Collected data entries
• • • • • • •
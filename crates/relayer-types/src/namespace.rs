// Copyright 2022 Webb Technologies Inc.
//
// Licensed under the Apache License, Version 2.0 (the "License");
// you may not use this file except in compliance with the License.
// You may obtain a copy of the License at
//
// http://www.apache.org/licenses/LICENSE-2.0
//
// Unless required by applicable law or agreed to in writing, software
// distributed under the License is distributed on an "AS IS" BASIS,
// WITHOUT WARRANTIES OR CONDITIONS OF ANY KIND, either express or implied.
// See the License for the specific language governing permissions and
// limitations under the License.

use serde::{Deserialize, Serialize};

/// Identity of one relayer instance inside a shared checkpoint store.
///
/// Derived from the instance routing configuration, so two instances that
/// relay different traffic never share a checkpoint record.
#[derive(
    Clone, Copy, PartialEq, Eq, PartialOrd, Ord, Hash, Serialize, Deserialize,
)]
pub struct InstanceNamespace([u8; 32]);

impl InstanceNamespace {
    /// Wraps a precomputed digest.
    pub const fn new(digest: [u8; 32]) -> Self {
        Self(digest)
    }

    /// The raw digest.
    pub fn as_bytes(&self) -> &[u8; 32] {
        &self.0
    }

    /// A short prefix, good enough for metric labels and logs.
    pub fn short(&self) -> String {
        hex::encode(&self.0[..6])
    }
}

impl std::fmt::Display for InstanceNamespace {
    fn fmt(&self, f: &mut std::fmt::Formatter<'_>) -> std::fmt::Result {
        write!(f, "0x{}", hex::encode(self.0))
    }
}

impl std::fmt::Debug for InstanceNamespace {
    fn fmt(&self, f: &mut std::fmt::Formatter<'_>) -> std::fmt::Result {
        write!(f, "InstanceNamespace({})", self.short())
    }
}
• • • • • • •
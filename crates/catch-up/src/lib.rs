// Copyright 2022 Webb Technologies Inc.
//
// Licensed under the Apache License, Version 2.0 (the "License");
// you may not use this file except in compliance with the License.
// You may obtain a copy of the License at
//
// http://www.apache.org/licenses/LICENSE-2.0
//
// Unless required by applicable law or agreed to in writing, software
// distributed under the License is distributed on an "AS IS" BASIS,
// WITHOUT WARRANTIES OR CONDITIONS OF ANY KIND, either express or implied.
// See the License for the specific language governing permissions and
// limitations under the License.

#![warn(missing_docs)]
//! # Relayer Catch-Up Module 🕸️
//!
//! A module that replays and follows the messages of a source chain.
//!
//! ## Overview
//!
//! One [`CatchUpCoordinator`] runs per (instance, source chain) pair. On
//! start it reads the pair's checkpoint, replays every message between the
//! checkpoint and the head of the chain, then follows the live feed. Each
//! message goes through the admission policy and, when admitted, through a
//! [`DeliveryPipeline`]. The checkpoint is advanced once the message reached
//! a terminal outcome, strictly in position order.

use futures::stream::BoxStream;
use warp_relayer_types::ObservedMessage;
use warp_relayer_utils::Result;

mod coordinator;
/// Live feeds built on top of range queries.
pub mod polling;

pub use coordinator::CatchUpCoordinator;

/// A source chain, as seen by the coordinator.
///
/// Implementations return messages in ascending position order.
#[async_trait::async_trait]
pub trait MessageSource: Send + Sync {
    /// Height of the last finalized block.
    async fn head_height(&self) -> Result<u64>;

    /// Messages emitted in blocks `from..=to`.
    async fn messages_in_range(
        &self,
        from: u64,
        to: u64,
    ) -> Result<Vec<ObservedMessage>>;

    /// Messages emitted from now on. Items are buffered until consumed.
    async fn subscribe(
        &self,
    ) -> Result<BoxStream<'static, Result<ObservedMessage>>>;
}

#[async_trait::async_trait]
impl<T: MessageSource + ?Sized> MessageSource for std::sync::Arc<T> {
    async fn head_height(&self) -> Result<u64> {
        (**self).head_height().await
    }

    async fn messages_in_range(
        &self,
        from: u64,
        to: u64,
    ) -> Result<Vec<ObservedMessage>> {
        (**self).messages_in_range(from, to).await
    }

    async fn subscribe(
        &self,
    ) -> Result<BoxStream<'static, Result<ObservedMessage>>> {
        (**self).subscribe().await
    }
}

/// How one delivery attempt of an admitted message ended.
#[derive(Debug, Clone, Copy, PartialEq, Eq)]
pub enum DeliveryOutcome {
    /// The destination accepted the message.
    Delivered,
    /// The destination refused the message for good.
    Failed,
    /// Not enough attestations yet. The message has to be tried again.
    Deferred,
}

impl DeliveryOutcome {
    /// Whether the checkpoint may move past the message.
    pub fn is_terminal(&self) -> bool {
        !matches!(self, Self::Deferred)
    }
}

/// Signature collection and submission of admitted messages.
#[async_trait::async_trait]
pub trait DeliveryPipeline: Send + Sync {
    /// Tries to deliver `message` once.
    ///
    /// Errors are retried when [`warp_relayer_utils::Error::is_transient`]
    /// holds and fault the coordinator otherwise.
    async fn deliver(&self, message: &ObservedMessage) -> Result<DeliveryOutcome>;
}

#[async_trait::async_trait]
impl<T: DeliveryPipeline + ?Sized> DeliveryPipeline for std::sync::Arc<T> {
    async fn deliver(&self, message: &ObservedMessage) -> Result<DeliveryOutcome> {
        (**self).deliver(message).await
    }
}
• • • • • • •
WHAT TO PRODUCE
In how many lines above does the word "from" appear? Answer with only the number.

ANSWER AREA
6